La Agencia Tributaria también pone el foco en el tratamiento dispar que dan el IRPF y el impuesto sobre sociedades a rentas procedentes de la misma fuente, que ha sido aprovechado por los obligados tributarios para conseguir una menor carga impositiva. Por eso, las operaciones clásicas que rodean a cualquier sociedad de capital —como pueden ser la constitución, aumento y reducción de capital, disolución y liquidación o separación de socios— serán objeto “de un seguimiento particular al objeto de que no sirvan de cobertura para disimular las capacidades económicas de sus propietarios en el IRPF, o sirvan de refugio de rentas opacas”, precisa el texto.

Nuevos impuestos

En el plan de control tributario, la agencia también recuerda que tiene capacidad investigadora para supervisar y analizar el impacto recaudatorio de los tres nuevos gravámenes diseñados por el Gobierno: los impuestos extraordinarios a banca y energéticas, por un lado, y el impuesto de solidaridad de grandes fortunas, por otro. “La Agencia Tributaria fue el órgano encargado de la aplicación de dos nuevos gravámenes temporales y el nuevo impuesto temporal introducidos en el ordenamiento jurídico para los ejercicios 2023 y 2024″, señala el documento.
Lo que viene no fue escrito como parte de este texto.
//! Explicit time stepping for [`Block`], used when a block runs outside
//! an implicit solve.
//!
//! First-order lags advance by substeps of a twentieth of the time
//! constant with the input interpolated linearly across the step; a step
//! longer than five time constants jumps straight to the settled value.
//! Integrators use the trapezoid rule on the input.

use gf_core::Real;
use gf_dae::SolverMode;

use crate::block::Block;
use crate::kind::BlockKind;

/// Advance `x' = (gain * u - x) / t1` from `u_from` to `u_to` over `dt`.
fn track_first_order(x0: Real, t1: Real, gain: Real, u_from: Real, u_to: Real, dt: Real) -> Real {
    if dt >= 5.0 * t1 {
        return gain * u_to;
    }
    let tstep = 0.05 * t1;
    let slope = (u_to - u_from) / dt;
    let mut x = x0;
    let mut u_prev = u_from;
    let mut elapsed = 0.0;
    while elapsed + tstep < dt {
        let u_next = u_prev + slope * tstep;
        x += ((u_prev + u_next) * 0.5 * gain - x) / t1 * tstep;
        elapsed += tstep;
        u_prev = u_next;
    }
    let rem = dt - elapsed;
    x + ((u_prev + u_to) * 0.5 * gain - x) / t1 * rem
}

impl Block {
    fn local_output(&self, input: Real) -> Real {
        if self.state.is_empty() {
            self.k * input
        } else {
            self.state[0]
        }
    }

    /// Apply the ramp and value limiters to a freshly stepped raw output,
    /// updating their slots, and return the value the block presents.
    fn settle_step_limiters(&mut self, raw_out: Real, dt: Real) -> Real {
        if self.ramp_limiter.is_none() && self.value_limiter.is_none() {
            return raw_out;
        }
        let mut val = raw_out;
        if self.ramp_limiter.is_some() {
            let slot =
                self.local_alg() + usize::from(self.value_limiter.is_some() && self.diff_output());
            let prev = self.state[slot];
            let rate = (val - prev) / dt;
            let mut clamped = rate;
            if let Some(rl) = self.ramp_limiter.as_mut() {
                if rl.limit_check(rate) < 0.0 {
                    rl.change_activation(rate);
                }
                clamped = rl.clamp_ramp(rate);
            }
            val = prev + clamped * dt;
            self.state[slot] = val;
        }
        if self.value_limiter.is_some() {
            let mut limited = val;
            if let Some(vl) = self.value_limiter.as_mut() {
                if vl.limit_check(val) < 0.0 {
                    vl.change_activation(val);
                }
                limited = vl.output(val);
            }
            let slot = if self.diff_output() { self.local_alg() } else { 0 };
            self.state[slot] = limited;
            val = limited;
        }
        val
    }

    pub(crate) fn step_to(&mut self, time: Real, inputs: &[Real], _mode: SolverMode) -> Real {
        let input = self.biased_input(inputs);
        let dt = time - self.prev_time;
        if dt <= 0.0 {
            self.prev_input = input;
            return self.local_output(input);
        }
        let k = self.k;
        let prev = self.prev_input;

        let raw_out = match self.kind {
            BlockKind::Gain => k * input,
            BlockKind::Delay { .. } if self.simplified => {
                let i = self.raw_alg_index(0);
                self.state[i] = k * input;
                self.state[i]
            }
            BlockKind::Delay { t1 } => {
                let i = self.raw_diff_index(0);
                let x = track_first_order(self.state[i], t1, k, prev, input, dt);
                self.state[i] = x;
                self.dstate[i] = (k * input - x) / t1;
                x
            }
            BlockKind::Integral { .. } => {
                let i = self.raw_diff_index(0);
                self.state[i] += k * (prev + input) * 0.5 * dt;
                self.dstate[i] = k * input;
                self.state[i]
            }
            BlockKind::Derivative { t1 } => {
                let xf = self.raw_diff_index(0);
                let x = track_first_order(self.state[xf], t1, 1.0, prev, input, dt);
                self.state[xf] = x;
                self.dstate[xf] = (input - x) / t1;
                let y = k * (input - x) / t1;
                let i = self.raw_alg_index(0);
                self.state[i] = y;
                y
            }
            BlockKind::FilteredDerivative { t1, t2 } => {
                let i2 = self.raw_diff_index(0);
                let i1 = self.raw_diff_index(1);
                let mut x1 = self.state[i1];
                let mut x2 = self.state[i2];
                if dt >= 5.0 * t1.max(t2) {
                    x1 = input;
                    x2 = 0.0;
                } else {
                    let tstep = 0.05 * t1.min(t2);
                    let slope = (input - prev) / dt;
                    let mut u_prev = prev;
                    let mut elapsed = 0.0;
                    while elapsed < dt {
                        let h = tstep.min(dt - elapsed);
                        let u_next = u_prev + slope * h;
                        let um = (u_prev + u_next) * 0.5;
                        let dx1 = (um - x1) / t1;
                        x2 += (k * dx1 - x2) / t2 * h;
                        x1 += dx1 * h;
                        elapsed += h;
                        u_prev = u_next;
                    }
                }
                self.state[i1] = x1;
                self.state[i2] = x2;
                self.dstate[i1] = (input - x1) / t1;
                self.dstate[i2] = (k * (input - x1) / t1 - x2) / t2;
                x2
            }
            BlockKind::LeadLag { t1, t2 } => {
                let ix = self.raw_diff_index(0);
                let x = track_first_order(self.state[ix], t1, k * (1.0 - t2 / t1), prev, input, dt);
                self.state[ix] = x;
                let y = x + k * (t2 / t1) * input;
                let i = self.raw_alg_index(0);
                self.state[i] = y;
                self.dstate[ix] = (k * input - y) / t1;
                y
            }
            BlockKind::Pid { p, i, d, t1 } => {
                let xi = self.raw_diff_index(0);
                self.state[xi] += (prev + input) * 0.5 * dt;
                self.dstate[xi] = input;
                let mut v = p * input + i * self.state[xi];
                if d != 0.0 {
                    let xd_idx = self.raw_diff_index(1);
                    let xd = track_first_order(self.state[xd_idx], t1, 1.0, prev, input, dt);
                    self.state[xd_idx] = xd;
                    self.dstate[xd_idx] = (input - xd) / t1;
                    v += d * (input - xd) / t1;
                }
                let y = k * v;
                let i = self.raw_alg_index(0);
                self.state[i] = y;
                y
            }
            BlockKind::Deadband(_) => {
                let mut y = k * input;
                let mut slope = 1.0;
                if let Some(db) = self.deadband.as_mut() {
                    db.check(input);
                    y = k * db.compute_value(input);
                    slope = db.dout_din(input);
                }
                if self.differential_input {
                    let i = self.raw_diff_index(0);
                    self.state[i] = y;
                    self.dstate[i] = k * slope * (input - prev) / dt;
                } else {
                    let i = self.raw_alg_index(0);
                    self.state[i] = y;
                }
                y
            }
        };

        let out = self.settle_step_limiters(raw_out, dt);
        self.prev_input = input;
        self.prev_time = time;
        out
    }
}
//! Composed generators initialized from a terminal power flow must sit
//! still: every residual row is zero across full and partitioned solver
//! modes, and the terminal outputs reproduce the requested power.

use gf_core::Real;
use gf_dae::{DynamicModel, SolverMode};
use gf_devices::{DynamicGenerator, Exciter, Governor, Machine};
use gf_solver::{SystemLayout, residual_vector};

const TOL: Real = 1e-9;

fn compositions() -> Vec<DynamicGenerator> {
    vec![
        DynamicGenerator::new("bare").with_machine(Machine::classical()),
        DynamicGenerator::new("regulated")
            .with_machine(Machine::fourth_order())
            .with_exciter(Exciter::ieee_type1()),
        DynamicGenerator::new("full")
            .with_machine(Machine::classical())
            .with_exciter(Exciter::basic())
            .with_governor(Governor::droop()),
        DynamicGenerator::new("thermal")
            .with_machine(Machine::fourth_order())
            .with_exciter(Exciter::basic())
            .with_governor(Governor::tgov1()),
    ]
}

#[test]
fn initialized_generators_are_steady_in_every_mode() {
    for mut r#gen in compositions() {
        let mut out = Vec::new();
        r#gen.initialize_states(&[1.01, 0.05], &[0.6, 0.12], &mut out)
            .unwrap();
        assert_eq!(out, vec![0.6, 0.12]);
        for mode in [
            SolverMode::dae(1),
            SolverMode::algebraic_only(2),
            SolverMode::differential_only(3),
        ] {
            let layout = SystemLayout::build(&mut r#gen, 0.0, mode).unwrap();
            if layout.state_count() == 0 {
                continue;
            }
            let sd = layout.state_data(0.0, 1.0);
            let resid = residual_vector(&r#gen, &[1.01, 0.05], &sd, layout.state_count(), mode);
            assert!(
                resid.amax() < TOL,
                "{} drifts by {} in mode {}",
                r#gen.name(),
                resid.amax(),
                mode.index,
            );
        }
    }
}

#[test]
fn outputs_reproduce_the_power_flow_request() {
    let mut r#gen = DynamicGenerator::new("full")
        .with_machine(Machine::classical())
        .with_exciter(Exciter::basic())
        .with_governor(Governor::droop());
    let mut out = Vec::new();
    r#gen.initialize_states(&[1.0, 0.0], &[0.45, 0.08], &mut out)
        .unwrap();
    let mode = SolverMode::dae(1);
    let mut layout = SystemLayout::build(&mut r#gen, 0.0, mode).unwrap();
    let sd = layout.state_data(0.0, 1.0);
    assert!((r#gen.output(&[1.0, 0.0], &sd, mode, 0) - 0.45).abs() < TOL);
    assert!((r#gen.output(&[1.0, 0.0], &sd, mode, 1) - 0.08).abs() < TOL);

    // a push/pull round trip through the model caches is lossless
    let before = layout.state.clone();
    layout.push(&mut r#gen, 0.0);
    layout.pull(&r#gen, 0.0);
    assert_eq!(layout.state, before);
}

#[test]
fn layout_counts_follow_the_composition() {
    let mut r#gen = DynamicGenerator::new("full")
        .with_machine(Machine::classical())
        .with_exciter(Exciter::basic())
        .with_governor(Governor::droop());
    let mut out = Vec::new();
    r#gen.initialize_states(&[1.0, 0.0], &[0.5, 0.1], &mut out)
        .unwrap();

    // machine 2+2, exciter 0+1, droop chain 1+2
    let full = SystemLayout::build(&mut r#gen, 0.0, SolverMode::dae(1)).unwrap();
    assert_eq!(full.state_count(), 8);
    assert_eq!(full.root_count(), 1);

    let alg = SystemLayout::build(&mut r#gen, 0.0, SolverMode::algebraic_only(2)).unwrap();
    assert_eq!(alg.state_count(), 3);
    assert_eq!(alg.root_count(), 0);

    let diff = SystemLayout::build(&mut r#gen, 0.0, SolverMode::differential_only(3)).unwrap();
    assert_eq!(diff.state_count(), 5);
    assert_eq!(diff.root_count(), 1);
}

#[test]
fn decoupled_stepping_holds_the_operating_point() {
    let mut r#gen = DynamicGenerator::new("thermal")
        .with_machine(Machine::classical())
        .with_exciter(Exciter::basic())
        .with_governor(Governor::tgov1());
    let mut out = Vec::new();
    r#gen.initialize_states(&[1.0, 0.0], &[0.5, 0.1], &mut out)
        .unwrap();
    let mut p = 0.0;
    let mut t = 0.0;
    for _ in 0..200 {
        t += 0.005;
        p = r#gen.timestep(t, &[1.0, 0.0], SolverMode::local());
    }
    assert!((p - 0.5).abs() < TOL, "steady point walked away to {p}");
}

mod proptests {
    use super::*;
    use proptest::prelude::*;

    proptest! {
        #[test]
        fn power_flow_initialization_is_steady_everywhere(
            v in 0.9_f64..1.1,
            theta in -0.5_f64..0.5,
            p in 0.05_f64..0.9,
            q in -0.3_f64..0.4,
            pick in 0usize..2,
        ) {
            let machine = if pick == 0 {
                Machine::classical()
            } else {
                Machine::fourth_order()
            };
            let mut r#gen = DynamicGenerator::new("any")
                .with_machine(machine)
                .with_exciter(Exciter::basic())
                .with_governor(Governor::tgov1());
            let mut out = Vec::new();
            r#gen.initialize_states(&[v, theta], &[p, q], &mut out).unwrap();
            let mode = SolverMode::dae(1);
            let layout = SystemLayout::build(&mut r#gen, 0.0, mode).unwrap();
            let sd = layout.state_data(0.0, 1.0);
            let resid = residual_vector(&r#gen, &[v, theta], &sd, layout.state_count(), mode);
            prop_assert!(resid.amax() < 1e-8);
            prop_assert!((r#gen.output(&[v, theta], &sd, mode, 0) - p).abs() < 1e-8);
            prop_assert!((r#gen.output(&[v, theta], &sd, mode, 1) - q).abs() < 1e-8);
        }
    }
}
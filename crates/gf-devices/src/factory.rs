//! Model names to device instances.
//!
//! Case studies reference their dynamic models by short names. Lookup is
//! case-insensitive and ignores surrounding whitespace; anything it does
//! not recognize comes back as [`DeviceError::UnknownModel`] naming the
//! family searched.

use crate::error::{DeviceError, DeviceResult};
use crate::exciter::Exciter;
use crate::governor::Governor;
use crate::machine::Machine;

pub fn make_machine(name: &str) -> DeviceResult<Machine> {
    match name.trim().to_ascii_lowercase().as_str() {
        "classical" | "classic" => Ok(Machine::classical()),
        "fourth" | "fourthorder" | "four" | "4" => Ok(Machine::fourth_order()),
        _ => Err(DeviceError::unknown_model("machine", name)),
    }
}

pub fn make_exciter(name: &str) -> DeviceResult<Exciter> {
    match name.trim().to_ascii_lowercase().as_str() {
        "basic" => Ok(Exciter::basic()),
        "type1" | "ieeetype1" | "1" => Ok(Exciter::ieee_type1()),
        _ => Err(DeviceError::unknown_model("exciter", name)),
    }
}

pub fn make_governor(name: &str) -> DeviceResult<Governor> {
    match name.trim().to_ascii_lowercase().as_str() {
        "basic" | "droop" => Ok(Governor::droop()),
        "ieeesimple" | "simple" => Ok(Governor::ieee_simple()),
        "tgov1" => Ok(Governor::tgov1()),
        _ => Err(DeviceError::unknown_model("governor", name)),
    }
}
En el ejercicio 2024, continúa, se autoliquidarán tanto el pago anticipado como la liquidación definitiva de los gravámenes empresariales y, también, la autoliquidación del impuesto temporal de solidaridad de las grandes fortunas. Por eso, durante este ejercicio “se realizarán actuaciones para el análisis y, en su caso, comprobación” de estas tres figuras, a las que se le añaden el impuesto sobre determinados servicios digitales y el impuesto sobre transacciones financieras.